We went on to perform the rest of our program—two pieces from Engelbert Humperdink's Hansel and Gretel with horn parts worth waking up for, and new work by Conductor Eric, "On the Night Before Christmas" and the centerpiece for the evening, his new piece based on Dylan Thomas' "A Child's Christmas in Wales," with the chorus and narrator. I could go on for paragraphs just about that piece, which I have been following since this summer when he began its composition, but that requires a separate post, perhaps. Just here, I'll say it was remarkable, pulled together nearly miraculously. I don't really believe that. I believe it was pulled together through skill and hard work, but at times during rehearsal I confess to thinking this will take a miracle. I suppose you could attribute its success to the miracle of human cooperation, a miracle because sometimes that seems in short supply.

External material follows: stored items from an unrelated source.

//! Integral money values in copper, the smallest currency unit

use std::fmt;
use std::iter::Sum;
use std::ops::{Add, AddAssign, Sub};

use serde::{Deserialize, Serialize};

pub const COPPER_PER_SILVER: i64 = 100;
pub const COPPER_PER_GOLD: i64 = 100 * COPPER_PER_SILVER;

/// A currency amount in copper. Stored integral so repeated scaling by
/// reagent quantities never drifts; the gold/silver/copper split exists
/// only in `Display`.
#[derive(
    Debug, Clone, Copy, PartialEq, Eq, PartialOrd, Ord, Hash, Default, Serialize, Deserialize,
)]
#[serde(transparent)]
pub struct Money(pub i64);

impl Money {
    pub const ZERO: Money = Money(0);

    /// Unit price of a lot, rounded up so a partial copper never
    /// undercounts the cost of buying a single unit.
    pub fn per_unit(total: Money, quantity: u32) -> Money {
        debug_assert!(quantity > 0);
        Money((total.0 + quantity as i64 - 1) / quantity as i64)
    }

    pub fn times(self, quantity: u32) -> Money {
        Money(self.0 * quantity as i64)
    }

    fn gold(self) -> i64 {
        self.0 / COPPER_PER_GOLD
    }

    fn silver(self) -> i64 {
        (self.0 % COPPER_PER_GOLD) / COPPER_PER_SILVER
    }

    fn copper(self) -> i64 {
        self.0 % COPPER_PER_SILVER
    }
}

impl fmt::Display for Money {
    fn fmt(&self, f: &mut fmt::Formatter<'_>) -> fmt::Result {
        if self.0 < 0 {
            return write!(f, "-{}", Money(-self.0));
        }
        let tiers = [
            (self.gold(), "g"),
            (self.silver(), "s"),
            (self.copper(), "c"),
        ];
        let mut first = true;
        for (value, unit) in tiers {
            if value == 0 {
                continue;
            }
            if !first {
                write!(f, ", ")?;
            }
            write!(f, "{}{}", value, unit)?;
            first = false;
        }
        if first {
            write!(f, "0c")?;
        }
        Ok(())
    }
}

impl Add for Money {
    type Output = Money;

    fn add(self, rhs: Money) -> Money {
        Money(self.0 + rhs.0)
    }
}

impl AddAssign for Money {
    fn add_assign(&mut self, rhs: Money) {
        self.0 += rhs.0;
    }
}

impl Sub for Money {
    type Output = Money;

    fn sub(self, rhs: Money) -> Money {
        Money(self.0 - rhs.0)
    }
}

impl Sum for Money {
    fn sum<I: Iterator<Item = Money>>(iter: I) -> Money {
        iter.fold(Money::ZERO, Add::add)
    }
}

#[cfg(test)]
mod tests {
    use super::*;

    #[test]
    fn display_decomposes_into_three_tiers() {
        assert_eq!(Money(6_479_000).to_string(), "647g, 90s");
        assert_eq!(Money(884).to_string(), "8s, 84c");
        assert_eq!(Money(50).to_string(), "50c");
        assert_eq!(Money(10_005).to_string(), "1g, 5c");
        assert_eq!(Money(10_000).to_string(), "1g");
    }

    #[test]
    fn display_zero_and_negative() {
        assert_eq!(Money::ZERO.to_string(), "0c");
        assert_eq!(Money(-884).to_string(), "-8s, 84c");
    }

    #[test]
    fn per_unit_rounds_up() {
        assert_eq!(Money::per_unit(Money(100), 3), Money(34));
        assert_eq!(Money::per_unit(Money(100), 4), Money(25));
        assert_eq!(Money::per_unit(Money(1), 2), Money(1));
    }

    #[test]
    fn arithmetic() {
        assert_eq!(Money(417).times(2), Money(834));
        assert_eq!(Money(50) + Money(834), Money(884));
        assert_eq!(Money(800) - Money(884), Money(-84));
        let total: Money = [Money(1), Money(2), Money(3)].into_iter().sum();
        assert_eq!(total, Money(6));
    }
}
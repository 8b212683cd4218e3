//! Dialect descriptors: the closed set of index-table layouts.
//!
//! Each supported file family is described once, up front, by a
//! `FormatDescriptor`; everything downstream (decode, encode, ledger) is
//! driven off the descriptor instead of per-family code paths. The layout
//! variant is resolved at load time, either by signature sniffing or by the
//! caller naming the dialect.

/// Field order inside a count/offset pair. Same shape, two observed
/// orderings between dialects.
#[derive(Debug, Clone, Copy, PartialEq, Eq)]
pub enum PairOrder {
    CountFirst,
    OffsetFirst,
}

#[derive(Debug, Clone, Copy, PartialEq, Eq)]
pub enum TableLayout {
    /// Fixed-size rows, each carrying up to three independent pointer
    /// slots. A non-zero slot stores `bias + pool_offset`; zero is unset.
    /// Row bytes outside the slots are opaque and replayed verbatim.
    PointerRows {
        row_size: usize,
        row_count: usize,
        slot_offsets: [usize; 3],
        bias: u32,
    },
    /// Fixed-count table of `(count, pool_offset)` u32 pairs; entry 0 is
    /// the `(0, 0)` sentinel and owns no cells.
    CountOffsetPairs { entry_count: usize, order: PairOrder },
}

#[derive(Debug, Clone, Copy, PartialEq, Eq)]
pub struct FormatDescriptor {
    pub name: &'static str,
    /// Signature text; NUL-padded to 16 bytes on disk.
    pub signature: &'static str,
    /// Number of u32 header fields following the signature.
    pub header_fields: usize,
    pub layout: TableLayout,
}

impl FormatDescriptor {
    /// Byte offset where the index table begins (right after the header).
    pub fn table_start(&self) -> usize {
        16 + 4 * self.header_fields
    }

    pub fn table_len(&self) -> usize {
        match self.layout {
            TableLayout::PointerRows { row_size, row_count, .. } => row_size * row_count,
            TableLayout::CountOffsetPairs { entry_count, .. } => 8 * entry_count,
        }
    }

    /// Byte offset where the string pool begins.
    pub fn pool_start(&self) -> usize {
        self.table_start() + self.table_len()
    }

    pub fn entry_count(&self) -> usize {
        match self.layout {
            TableLayout::PointerRows { row_count, .. } => row_count,
            TableLayout::CountOffsetPairs { entry_count, .. } => entry_count,
        }
    }

    /// Minimum file size: header plus the full index region.
    pub fn min_len(&self) -> usize {
        self.pool_start()
    }

    pub fn signature_bytes(&self) -> [u8; 16] {
        let mut out = [0u8; 16];
        for (slot, b) in out.iter_mut().zip(self.signature.as_bytes()) {
            *slot = *b;
        }
        out
    }

    pub fn matches(&self, data: &[u8]) -> bool {
        data.len() >= 16 && data[..16] == self.signature_bytes()
    }
}

/// Emperor: Rise of the Middle Kingdom text table (`EmperorMM.eng`).
pub const EMPEROR: FormatDescriptor = FormatDescriptor {
    name: "emperor",
    signature: "Emperor MM file.",
    header_fields: 6,
    layout: TableLayout::PointerRows {
        row_size: 0x50,
        row_count: 1000,
        slot_offsets: [0x34, 0x38, 0x3C],
        bias: 0x10,
    },
};

/// Zeus: Master of Olympus text table (`Zeus_Text.eng`).
pub const ZEUS: FormatDescriptor = FormatDescriptor {
    name: "zeus",
    signature: "Zeus Text file.",
    header_fields: 4,
    layout: TableLayout::CountOffsetPairs {
        entry_count: 367,
        order: PairOrder::CountFirst,
    },
};

/// Poseidon expansion table; same pair shape as Zeus with the fields
/// swapped.
pub const POSEIDON: FormatDescriptor = FormatDescriptor {
    name: "poseidon",
    signature: "Poseidon file.",
    header_fields: 4,
    layout: TableLayout::CountOffsetPairs {
        entry_count: 367,
        order: PairOrder::OffsetFirst,
    },
};

pub const KNOWN: [&FormatDescriptor; 3] = [&EMPEROR, &ZEUS, &POSEIDON];

/// Match a buffer's signature against the known dialects.
pub fn detect(data: &[u8]) -> Option<&'static FormatDescriptor> {
    KNOWN.iter().copied().find(|d| d.matches(data))
}

pub fn by_name(name: &str) -> Option<&'static FormatDescriptor> {
    KNOWN
        .iter()
        .copied()
        .find(|d| d.name.eq_ignore_ascii_case(name))
}
use chrono::{DateTime, Local};
use eframe::{App, egui};
use std::path::PathBuf;

use ite_core::merge::MergeOutcome;
use ite_core::model::Session;

#[derive(Default)]
struct State {
    session: Option<Session>,
    ledger_path: Option<PathBuf>,
    selected: Option<u32>,
    filter: String,
    edit_text: String,
    paste: String,
    pending: Option<MergeOutcome>,
    status: String,
    confirm_save: bool,
    last_backup_time: Option<DateTime<Local>>,
}

impl State {
    fn clear_file_cache(&mut self) {
        self.selected = None;
        self.edit_text.clear();
        self.pending = None;
        self.confirm_save = false;
    }

    /// Default ledger path next to the binary: `<stem>_TRADUZIR.txt`.
    fn default_ledger_path(path: &std::path::Path) -> PathBuf {
        let stem = path
            .file_stem()
            .map(|s| s.to_string_lossy().into_owned())
            .unwrap_or_else(|| "texts".to_string());
        path.with_file_name(format!("{stem}_TRADUZIR.txt"))
    }
}

struct AppGui {
    state: State,
}

impl AppGui {
    fn new(_cc: &eframe::CreationContext<'_>) -> Self {
        Self {
            state: State::default(),
        }
    }

    fn pick_file(&mut self) {
        let Some(path) = rfd::FileDialog::new()
            .add_filter("Impressions text table", &["eng"])
            .set_directory(".")
            .pick_file()
        else {
            return;
        };
        match Session::open(&path) {
            Ok(session) => {
                self.state.status = format!(
                    "Loaded {} ({} cells, {} warnings)",
                    session.file.format.name,
                    session.file.cells.len(),
                    session.warnings.len()
                );
                self.state.ledger_path = Some(State::default_ledger_path(&path));
                self.state.session = Some(session);
                self.state.clear_file_cache();
            }
            Err(ite_core::Error::UnknownFormat) => {
                // unknown signature: let the user force a dialect
                self.state.status =
                    "Unrecognized signature; use Open As for a specific dialect".into();
            }
            Err(e) => self.state.status = format!("Load error: {e}"),
        }
    }

    fn pick_file_as(&mut self, format: &'static ite_core::FormatDescriptor) {
        let Some(path) = rfd::FileDialog::new().set_directory(".").pick_file() else {
            return;
        };
        match Session::open_as(&path, format) {
            Ok(session) => {
                self.state.status = format!(
                    "Loaded as {} ({} cells)",
                    format.name,
                    session.file.cells.len()
                );
                self.state.ledger_path = Some(State::default_ledger_path(&path));
                self.state.session = Some(session);
                self.state.clear_file_cache();
            }
            Err(e) => self.state.status = format!("Load error: {e}"),
        }
    }

    fn select_cell(&mut self, id: u32) {
        self.state.selected = Some(id);
        if let Some(session) = &self.state.session
            && let Some(cell) = session.file.cell(id)
        {
            self.state.edit_text = cell
                .replacement
                .clone()
                .unwrap_or_else(|| cell.text.clone());
        }
    }

    fn export_ledger(&mut self) {
        let (Some(session), Some(ledger)) = (&self.state.session, &self.state.ledger_path) else {
            return;
        };
        match ite_core::export_to_path(&session.file, ledger) {
            Ok(0) => self.state.status = "Ledger already complete".into(),
            Ok(n) => self.state.status = format!("Appended {n} cells to {}", ledger.display()),
            Err(e) => self.state.status = format!("Export error: {e}"),
        }
    }

    fn reconcile_paste(&mut self) {
        let (Some(session), Some(ledger_path)) = (&self.state.session, &self.state.ledger_path)
        else {
            return;
        };
        let ledger = match std::fs::read_to_string(ledger_path) {
            Ok(s) => s,
            Err(e) => {
                self.state.status = format!("Ledger read error: {e}");
                return;
            }
        };
        let outcome = ite_core::reconcile(&session.file, &ledger, &self.state.paste);
        self.state.status = format!(
            "Reconciled: {} accepted, {} rejected, {} skipped",
            outcome.accepted.len(),
            outcome.rejected.len(),
            outcome.skipped
        );
        self.state.pending = Some(outcome);
    }

    fn apply_pending(&mut self) {
        let Some(outcome) = self.state.pending.take() else {
            return;
        };
        let (Some(session), Some(ledger_path)) =
            (self.state.session.as_mut(), &self.state.ledger_path)
        else {
            return;
        };
        if let Err(e) = std::fs::write(ledger_path, &outcome.ledger) {
            self.state.status = format!("Ledger write error: {e}");
            return;
        }
        match outcome.apply(&mut session.file) {
            Ok(n) => self.state.status = format!("Queued {n} translations; save to write them"),
            Err(e) => self.state.status = format!("Apply error: {e}"),
        }
    }

    fn save(&mut self) {
        let Some(session) = self.state.session.as_mut() else {
            return;
        };
        match session.save() {
            Ok(report) => {
                self.state.status = format!(
                    "Saved {} bytes, backup at {}",
                    report.bytes_written,
                    report.backup.display()
                );
                if !report.encode.lossy_cells.is_empty() {
                    self.state.status = format!(
                        "{} ({} cells written with lossy ? substitutes)",
                        self.state.status,
                        report.encode.lossy_cells.len()
                    );
                }
                self.state.last_backup_time = Some(Local::now());
            }
            Err(e) => self.state.status = format!("Save error: {e}"),
        }
    }
}

impl App for AppGui {
    fn update(&mut self, ctx: &egui::Context, _: &mut eframe::Frame) {
        egui::TopBottomPanel::top("top").show(ctx, |ui| {
            ui.horizontal(|ui| {
                if ui.button("Open .eng").clicked() {
                    self.pick_file();
                }
                ui.menu_button("Open As", |ui| {
                    for desc in ite_core::format::KNOWN {
                        if ui.button(desc.name).clicked() {
                            ui.close_menu();
                            self.pick_file_as(desc);
                        }
                    }
                });
                ui.separator();
                let modified = self
                    .state
                    .session
                    .as_ref()
                    .map(|s| s.file.modified_count())
                    .unwrap_or(0);
                ui.label(format!("{modified} modified cell(s)"));
                if ui.button("Save to .eng").clicked() && self.state.session.is_some() {
                    self.state.confirm_save = true;
                }
                if self.state.confirm_save {
                    ui.label("Backup then overwrite?");
                    if ui.button("Confirm").clicked() {
                        self.save();
                        self.state.confirm_save = false;
                    }
                    if ui.button("Cancel").clicked() {
                        self.state.confirm_save = false;
                    }
                }
                if let Some(time) = self.state.last_backup_time {
                    ui.label(format!("Last backup: {}", time.format("%Y-%m-%d %H:%M:%S")));
                }
            });
        });

        egui::SidePanel::left("cells").min_width(260.0).show(ctx, |ui| {
            ui.heading("Cells");
            ui.horizontal(|ui| {
                ui.label("Filter:");
                ui.text_edit_singleline(&mut self.state.filter);
                if ui.button("Clear").clicked() {
                    self.state.filter.clear();
                }
            });
            let mut clicked: Option<u32> = None;
            if let Some(session) = &self.state.session {
                let needle = self.state.filter.to_lowercase();
                egui::ScrollArea::vertical()
                    .id_source("cells_scroll")
                    .show(ui, |ui| {
                        for cell in &session.file.cells {
                            if !needle.is_empty() && !cell.text.to_lowercase().contains(&needle) {
                                continue;
                            }
                            let marker = if cell.modified { "*" } else { " " };
                            let mut label = format!("{}{} {}", marker, cell.id, cell.text);
                            if label.chars().count() > 48 {
                                label = label.chars().take(47).collect::<String>() + "…";
                            }
                            let sel = Some(cell.id) == self.state.selected;
                            if ui.selectable_label(sel, label).clicked() {
                                clicked = Some(cell.id);
                            }
                        }
                    });
            } else {
                ui.label("No file loaded");
            }
            if let Some(id) = clicked {
                self.select_cell(id);
            }
        });

        egui::TopBottomPanel::bottom("merge")
            .resizable(true)
            .default_height(230.0)
            .show(ctx, |ui| {
                ui.heading("Ledger & merge");
                if let Some(ledger) = &self.state.ledger_path {
                    ui.label(format!("Ledger: {}", ledger.display()));
                }
                ui.horizontal(|ui| {
                    if ui.button("Export missing cells").clicked() {
                        self.export_ledger();
                    }
                    if ui.button("Reconcile pasted batch").clicked() {
                        self.reconcile_paste();
                    }
                    let pending = self
                        .state
                        .pending
                        .as_ref()
                        .map(|o| o.accepted.len())
                        .unwrap_or(0);
                    if pending > 0 && ui.button(format!("Apply {pending} accepted")).clicked() {
                        self.apply_pending();
                    }
                });
                ui.label("Paste translated blocks:");
                egui::ScrollArea::vertical()
                    .id_source("paste_scroll")
                    .max_height(80.0)
                    .show(ui, |ui| {
                        ui.add(
                            egui::TextEdit::multiline(&mut self.state.paste)
                                .desired_rows(4)
                                .desired_width(f32::INFINITY),
                        );
                    });
                if let Some(outcome) = &self.state.pending
                    && !outcome.rejected.is_empty()
                {
                    ui.label("Rejected (these cells will NOT be merged):");
                    egui::ScrollArea::vertical()
                        .id_source("rejected_scroll")
                        .max_height(60.0)
                        .show(ui, |ui| {
                            for r in &outcome.rejected {
                                ui.label(format!("cell {}: {}", r.cell_id, r.reason));
                            }
                        });
                }
            });

        egui::CentralPanel::default().show(ctx, |ui| {
            let Some(session) = &self.state.session else {
                ui.label("Open a .eng file to start translating.");
                ui.separator();
                ui.label(&self.state.status);
                return;
            };
            let Some(cell) = self.state.selected.and_then(|id| session.file.cell(id)) else {
                ui.label(format!(
                    "{}: {} cells, {} index entries",
                    session.path.display(),
                    session.file.cells.len(),
                    session.file.entries.len()
                ));
                if !session.warnings.is_empty() {
                    ui.collapsing(format!("Warnings ({})", session.warnings.len()), |ui| {
                        for w in &session.warnings {
                            ui.label(w.to_string());
                        }
                    });
                }
                ui.separator();
                ui.label(&self.state.status);
                return;
            };

            ui.heading(format!("Cell {}", cell.id));
            ui.label(format!(
                "Offset 0x{:08X}, {} bytes, referenced by {} entr{}",
                session.file.file_offset(cell),
                cell.bytes.len(),
                cell.refs.len(),
                if cell.refs.len() == 1 { "y" } else { "ies" }
            ));
            ui.separator();
            ui.label("Original:");
            ui.monospace(&cell.text);
            ui.label("Translation:");
            ui.add(
                egui::TextEdit::multiline(&mut self.state.edit_text)
                    .desired_rows(3)
                    .desired_width(f32::INFINITY),
            );
            let cell_id = cell.id;
            let queued = cell.modified;
            ui.horizontal(|ui| {
                if ui.button("Queue translation").clicked()
                    && let Some(session) = self.state.session.as_mut()
                {
                    let text = self.state.edit_text.clone();
                    match session.file.apply_translation(cell_id, &text) {
                        Ok(()) => {
                            self.state.status =
                                format!("Cell {cell_id} queued; save to write it");
                        }
                        Err(e) => self.state.status = format!("{e}"),
                    }
                }
                if queued
                    && ui.button("Discard queued").clicked()
                    && let Some(session) = self.state.session.as_mut()
                    && let Some(cell) = session.file.cell_mut(cell_id)
                {
                    cell.replacement = None;
                    cell.modified = false;
                    self.state.status = format!("Cell {cell_id} reverted");
                }
            });
            ui.separator();
            ui.label(&self.state.status);
        });
    }
}

fn main() -> eframe::Result<()> {
    let native_options = eframe::NativeOptions {
        viewport: egui::viewport::ViewportBuilder::default()
            .with_inner_size([1100.0, 760.0])
            .with_min_inner_size([860.0, 560.0]),
        ..Default::default()
    };
    eframe::run_native(
        "Impressions Text Editor",
        native_options,
        Box::new(|cc| Ok(Box::new(AppGui::new(cc)))),
    )
}
//! Encode: a `TextFile` model back into bytes, and the backed-up save.
//!
//! The pool is rebuilt from scratch in cell-id order, so every pointer that
//! depends on a cell's position or length is recomputed from the id → new
//! offset map, never from the stale decode-time offsets. Unknown header
//! fields and the opaque parts of pointer rows replay verbatim.

use std::collections::HashMap;
use std::fs;
use std::path::{Path, PathBuf};

use tracing::{debug, warn};

use crate::cursor::{put_cstr, put_u32};
use crate::error::{Error, Result};
use crate::escape;
use crate::format::{PairOrder, TableLayout};
use crate::model::{IndexEntry, Session, TextFile};

#[derive(Debug, Clone, Default)]
pub struct EncodeReport {
    pub cells_written: usize,
    /// Cells whose replacement had characters with no code-page form and
    /// was written with lossy `?` substitutes.
    pub lossy_cells: Vec<u32>,
}

pub fn encode(file: &TextFile) -> (Vec<u8>, EncodeReport) {
    let mut report = EncodeReport::default();

    // 1. Fresh pool, cells in id order; remember each cell's new offset.
    let mut pool = Vec::new();
    let mut new_offsets: HashMap<u32, u32> = HashMap::with_capacity(file.cells.len());
    for cell in &file.cells {
        new_offsets.insert(cell.id, pool.len() as u32);
        match (&cell.replacement, cell.modified) {
            (Some(text), true) => {
                let (bytes, lossy) = escape::unescape(text);
                if lossy {
                    warn!(cell = cell.id, "replacement not fully representable, wrote ? substitutes");
                    report.lossy_cells.push(cell.id);
                }
                put_cstr(&mut pool, &bytes);
            }
            _ => put_cstr(&mut pool, &cell.bytes),
        }
    }
    pool.extend(std::iter::repeat_n(0u8, file.pool_pad));
    report.cells_written = file.cells.len();

    // 2. Index table with re-derived pointers.
    let mut table = Vec::with_capacity(file.format.table_len());
    for entry in &file.entries {
        match entry {
            IndexEntry::Row { raw, slots } => {
                let TableLayout::PointerRows {
                    slot_offsets, bias, ..
                } = file.format.layout
                else {
                    continue;
                };
                let mut row = raw.clone();
                for (slot, &off) in slots.iter().zip(slot_offsets.iter()) {
                    let Some(cell_id) = slot.cell else {
                        // unset or unresolved at decode time: replay raw value
                        continue;
                    };
                    if let Some(&new_off) = new_offsets.get(&cell_id) {
                        row[off..off + 4].copy_from_slice(&(bias + new_off).to_le_bytes());
                    }
                }
                table.extend_from_slice(&row);
            }
            IndexEntry::Pair {
                count,
                offset,
                first_cell,
            } => {
                let TableLayout::CountOffsetPairs { order, .. } = file.format.layout else {
                    continue;
                };
                let new_off = first_cell
                    .and_then(|id| new_offsets.get(&id).copied())
                    .unwrap_or(*offset);
                match order {
                    PairOrder::CountFirst => {
                        put_u32(&mut table, *count);
                        put_u32(&mut table, new_off);
                    }
                    PairOrder::OffsetFirst => {
                        put_u32(&mut table, new_off);
                        put_u32(&mut table, *count);
                    }
                }
            }
        }
    }
    // the index region is a fixed size; pad if entries came up short
    if table.len() < file.format.table_len() {
        table.resize(file.format.table_len(), 0);
    }

    // 3. Header: declared cell count tracks what was actually written,
    //    everything else replays verbatim.
    let mut out = Vec::with_capacity(file.format.pool_start() + pool.len());
    out.extend_from_slice(&file.header.signature);
    let mut fields = file.header.fields.clone();
    if fields.len() > 1 {
        fields[1] = report.cells_written as u32;
    }
    for v in &fields {
        put_u32(&mut out, *v);
    }
    out.extend_from_slice(&table);
    out.extend_from_slice(&pool);

    debug!(
        cells = report.cells_written,
        modified = file.modified_count(),
        bytes = out.len(),
        "encoded text table"
    );
    (out, report)
}

#[derive(Debug)]
pub struct SaveReport {
    pub backup: PathBuf,
    pub bytes_written: usize,
    pub encode: EncodeReport,
}

impl Session {
    /// Encode the model and overwrite the source file, writing the pre-edit
    /// bytes to a timestamped backup first. A failed backup aborts with the
    /// target untouched. Backups are never overwritten.
    pub fn save(&mut self) -> Result<SaveReport> {
        let (data, encode) = encode(&self.file);
        let backup = write_backup(&self.path, &self.original)?;
        fs::write(&self.path, &data)?;
        let report = SaveReport {
            backup,
            bytes_written: data.len(),
            encode,
        };
        // the written bytes are the next save's backup baseline
        self.original = data;
        Ok(report)
    }
}

fn write_backup(path: &Path, bytes: &[u8]) -> Result<PathBuf> {
    use std::io::Write as _;
    let stamp = chrono::Local::now().format("%Y%m%d_%H%M%S");
    let base = path.with_file_name(format!(
        "{}.backup_{stamp}",
        path.file_name()
            .map(|n| n.to_string_lossy().into_owned())
            .unwrap_or_else(|| "file".to_string())
    ));
    let mut candidate = base.clone();
    let mut n = 2u32;
    while candidate.exists() {
        candidate = base.with_file_name(format!(
            "{}_{n}",
            base.file_name()
                .map(|s| s.to_string_lossy().into_owned())
                .unwrap_or_default()
        ));
        n += 1;
    }
    let write = |p: &Path| -> std::io::Result<()> {
        let mut f = fs::OpenOptions::new().write(true).create_new(true).open(p)?;
        f.write_all(bytes)?;
        f.sync_all()
    };
    match write(&candidate) {
        Ok(()) => Ok(candidate),
        Err(source) => Err(Error::BackupFailure {
            path: candidate,
            source,
        }),
    }
}
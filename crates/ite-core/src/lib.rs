//! ite-core: codec, ledger and reconciliation logic for Impressions text
//! tables
//!
//! This crate focuses on a small, well-factored surface:
//! - Dialect descriptors for the two index-table layouts, resolved once at
//!   load
//! - Decode/encode of the signature/header/index/pool structure with full
//!   pointer recomputation
//! - Additive plain-text ledger export and the validated merge that brings
//!   translations back
//! - A JSON dump of any decoded table for CLI use
//!
pub mod cursor;
pub mod decode;
pub mod encode;
pub mod error;
pub mod escape;
pub mod format;
pub mod json;
pub mod ledger;
pub mod merge;
pub mod model;
pub mod translate;

pub use decode::decode;
pub use encode::{EncodeReport, SaveReport, encode};
pub use error::{DecodeWarning, Error, Result};
pub use escape::{escape, unescape};
pub use format::{EMPEROR, FormatDescriptor, POSEIDON, PairOrder, TableLayout, ZEUS};
pub use ledger::{LedgerBlock, export_missing, export_to_path, parse_blocks, patch_translation};
pub use merge::{MergeOutcome, Rejection, reconcile};
pub use model::{Cell, EntryRef, Header, IndexEntry, Session, SlotRef, TextFile};
pub use translate::{FillOpts, FillStats, Translator, fill_ledger};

It was there in abundance last night, though, with the musicians working together through the leadership of our conductor, and through the singers responding so trustingly to the thoughtful guidance of their teacher.

Here is a photo from yesterday's rehearsal, a reflection of the young women singing:

Tuesday, July 29, 2014

Midsummer Night's Dream—at A Castle

Playing the French horn has provided me with some interesting opportunities, and with my horn in my hands, I have found myself doing things I wouldn't have been able to do otherwise—performing on stage with an orchestra, for one, playing with a community band, for another. I have played at a wedding, performed a solo at a fund-raising luncheon and been part of a pit orchestra for a couple of high school musicals; and outside of playing, I have been involved in organizing events around the orchestra.

Last week, my horn and I were part of one of the most memorable experiences—we were part of the band accompanying a production of Shakespeare's A Midsummer Night's Dream.

Mt. Union University in Alliance created a new annual event, Shakespeare At the Castle, because oddly, Alliance has a castle. In the early 1900s, a man named William Morgan, owner of Morgan Engineering Company, built what amounts to a castle on his 50 acres, with the architect traveling to Europe to study the construction styles and designs of actual castles. The family didn't live in it long before Morgan died, and the thing was sold to the Elks Lodge. It was eventually sold again and restored and is now owned by the public school system, which uses it as an administration building.

A smart guy at the university decided the castle would make the perfect setting for Shakespeare productions, the building's owners agreed, and the first play was performed last week with seating on the lawn and the production happening on the balcony/patio. My horn and I took our seat with the band, conducted by Conductor Eric who also wrote the music.

This is the view from where I sat:

I have enjoyed A Midsummer Night's Dream since my English major days in high school, and I used to walk around with an antique pocket edition that looked just like this:

I had it with me when my best friend died my senior year, and I began memorizing portions as a way to work through my grief. The only section that stuck was Puck's epilogue—"If we shadows have offended, think but this and all is mended..." etcetera. Most of that has faded in my memory now, but I can't hear those lines without recalling the circumstances in which I first learned them.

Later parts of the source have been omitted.